Meals will be made to order using all natural ingredients from a walk-up griddle that, were this a trendy more costly eatery, would be referred to as an “exhibition kitchen.” A variety of proteins—fish, chicken, al pastor and carne asada—will be ripe for the grilling along with vegetarian options such as zucchini flowers, corn truffle (fungus-coated corn kernels; a delicacy known in Mexico as huitlachoche) and soy chorizo potatoes. Those meats will be the base for tacos, guisado (grilled foods) bowls and salad bowls.

The variety of it all, like with real Mexican seafood, comes in the form of a wide array of accoutrements.

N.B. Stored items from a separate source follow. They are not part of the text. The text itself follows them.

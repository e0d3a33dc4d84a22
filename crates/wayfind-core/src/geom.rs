//! Grid coordinates: [`Cell`].
//!
//! Cells are addressed by `(row, col)`. Rows grow downwards and columns grow
//! to the right, so "up" is `row - 1`.

use std::fmt;
use std::ops::{Add, Sub};

// ---------------------------------------------------------------------------
// Cell
// ---------------------------------------------------------------------------

/// A `(row, col)` grid coordinate.
#[derive(Copy, Clone, Debug, Default, PartialEq, Eq, Hash)]
#[cfg_attr(feature = "serde", derive(serde::Serialize, serde::Deserialize))]
pub struct Cell {
    pub row: i32,
    pub col: i32,
}

impl Cell {
    /// Origin (0, 0).
    pub const ZERO: Self = Self { row: 0, col: 0 };

    /// Create a new cell.
    #[inline]
    pub const fn new(row: i32, col: i32) -> Self {
        Self { row, col }
    }

    /// Return a cell shifted by (drow, dcol).
    #[inline]
    pub const fn shift(self, drow: i32, dcol: i32) -> Self {
        Self {
            row: self.row + drow,
            col: self.col + dcol,
        }
    }

    /// The four cardinal neighbours: up, down, left, right.
    ///
    /// Grid graphs enumerate neighbours in this order, which fixes the
    /// discovery order of every search strategy.
    #[inline]
    pub fn neighbors_4(self) -> [Cell; 4] {
        [
            self.shift(-1, 0),
            self.shift(1, 0),
            self.shift(0, -1),
            self.shift(0, 1),
        ]
    }
}

impl PartialOrd for Cell {
    fn partial_cmp(&self, other: &Self) -> Option<std::cmp::Ordering> {
        Some(self.cmp(other))
    }
}

impl Ord for Cell {
    fn cmp(&self, other: &Self) -> std::cmp::Ordering {
        self.row.cmp(&other.row).then(self.col.cmp(&other.col))
    }
}

impl fmt::Display for Cell {
    fn fmt(&self, f: &mut fmt::Formatter<'_>) -> fmt::Result {
        write!(f, "({}, {})", self.row, self.col)
    }
}

impl From<(i32, i32)> for Cell {
    #[inline]
    fn from((row, col): (i32, i32)) -> Self {
        Self::new(row, col)
    }
}

impl Add for Cell {
    type Output = Self;
    #[inline]
    fn add(self, rhs: Self) -> Self {
        Self::new(self.row + rhs.row, self.col + rhs.col)
    }
}

impl Sub for Cell {
    type Output = Self;
    #[inline]
    fn sub(self, rhs: Self) -> Self {
        Self::new(self.row - rhs.row, self.col - rhs.col)
    }
}

#[cfg(test)]
mod tests {
    use super::*;

    #[test]
    fn cell_arithmetic() {
        let a = Cell::new(1, 2);
        let b = Cell::new(3, 4);
        assert_eq!(a + b, Cell::new(4, 6));
        assert_eq!(b - a, Cell::new(2, 2));
        assert_eq!(a.shift(-1, 3), Cell::new(0, 5));
    }

    #[test]
    fn cell_order_is_row_major() {
        let mut cells = vec![Cell::new(2, 1), Cell::new(1, 3), Cell::new(1, 1)];
        cells.sort();
        assert_eq!(
            cells,
            vec![Cell::new(1, 1), Cell::new(1, 3), Cell::new(2, 1)]
        );
    }

    #[test]
    fn neighbors_4_order() {
        let n = Cell::new(2, 2).neighbors_4();
        assert_eq!(
            n,
            [
                Cell::new(1, 2),
                Cell::new(3, 2),
                Cell::new(2, 1),
                Cell::new(2, 3)
            ]
        );
    }

    #[test]
    fn display_and_from_tuple() {
        let c: Cell = (3, 7).into();
        assert_eq!(c.to_string(), "(3, 7)");
    }
}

Customers will be able to add on fresh vegetables, grilled pineapple and nopales (cactus paddles) and six house-made salsas, including more out-there styles like jalapeño-pistachio and chipotle with hibiscus flowers.

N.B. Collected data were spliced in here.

//! Path reconstruction from a search's parent map.

use std::collections::HashMap;
use std::hash::Hash;

use crate::error::SearchError;

/// Walk `parent` from `goal` back to the root and return the path in
/// start-to-goal order.
///
/// Returns an empty path if `goal` was never discovered. The walk is capped
/// at `parent.len()` nodes; a longer chain means the map contains a cycle
/// and fails with [`SearchError::InvariantViolation`], as does a pointer to
/// a node that has no entry of its own.
pub fn reconstruct_path<N>(
    parent: &HashMap<N, Option<N>>,
    goal: &N,
) -> Result<Vec<N>, SearchError<N>>
where
    N: Clone + Eq + Hash,
{
    if !parent.contains_key(goal) {
        return Ok(Vec::new());
    }

    let mut path = Vec::new();
    let mut cur = Some(goal.clone());
    while let Some(node) = cur {
        let Some(next) = parent.get(&node) else {
            return Err(SearchError::InvariantViolation {
                node,
                detail: "parent pointer to undiscovered node",
            });
        };
        if path.len() >= parent.len() {
            return Err(SearchError::InvariantViolation {
                node,
                detail: "cycle in parent map",
            });
        }
        cur = next.clone();
        path.push(node);
    }
    path.reverse();
    Ok(path)
}

#[cfg(test)]
mod tests {
    use super::*;

    #[test]
    fn chain_is_reversed() {
        let parent = HashMap::from([('a', None), ('b', Some('a')), ('c', Some('b'))]);
        assert_eq!(reconstruct_path(&parent, &'c'), Ok(vec!['a', 'b', 'c']));
        assert_eq!(reconstruct_path(&parent, &'a'), Ok(vec!['a']));
    }

    #[test]
    fn undiscovered_goal_is_empty() {
        let parent = HashMap::from([(1, None), (2, Some(1))]);
        assert_eq!(reconstruct_path(&parent, &9), Ok(vec![]));
        let empty: HashMap<i32, Option<i32>> = HashMap::new();
        assert_eq!(reconstruct_path(&empty, &1), Ok(vec![]));
    }

    #[test]
    fn cycle_is_detected() {
        let parent = HashMap::from([(1, Some(2)), (2, Some(3)), (3, Some(1))]);
        match reconstruct_path(&parent, &1) {
            Err(SearchError::InvariantViolation { detail, .. }) => {
                assert_eq!(detail, "cycle in parent map");
            }
            other => panic!("expected invariant violation, got {other:?}"),
        }
    }

    #[test]
    fn self_loop_is_detected() {
        let parent = HashMap::from([(1, Some(1))]);
        assert!(matches!(
            reconstruct_path(&parent, &1),
            Err(SearchError::InvariantViolation { node: 1, .. })
        ));
    }

    #[test]
    fn dangling_pointer_is_detected() {
        let parent = HashMap::from([(2, Some(7))]);
        assert_eq!(
            reconstruct_path(&parent, &2),
            Err(SearchError::InvariantViolation {
                node: 7,
                detail: "parent pointer to undiscovered node",
            })
        );
    }
}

Puesto is the brainchild of brothers and La Jolla High School alums, Eric and Alan Adler. These native, first generation San Diegans have family roots that trace back to Mexico, as does the chef they’ve enlisted to realize their vision, Luis Gonzalez. A native of Mexico City, Gonzalez figures to bring something far beyond typical enchirito-esque Mex-Americana cuisine to The Jewel. Let there be salsa, La Jolla. Puesto will be located at 1026 Wall Street.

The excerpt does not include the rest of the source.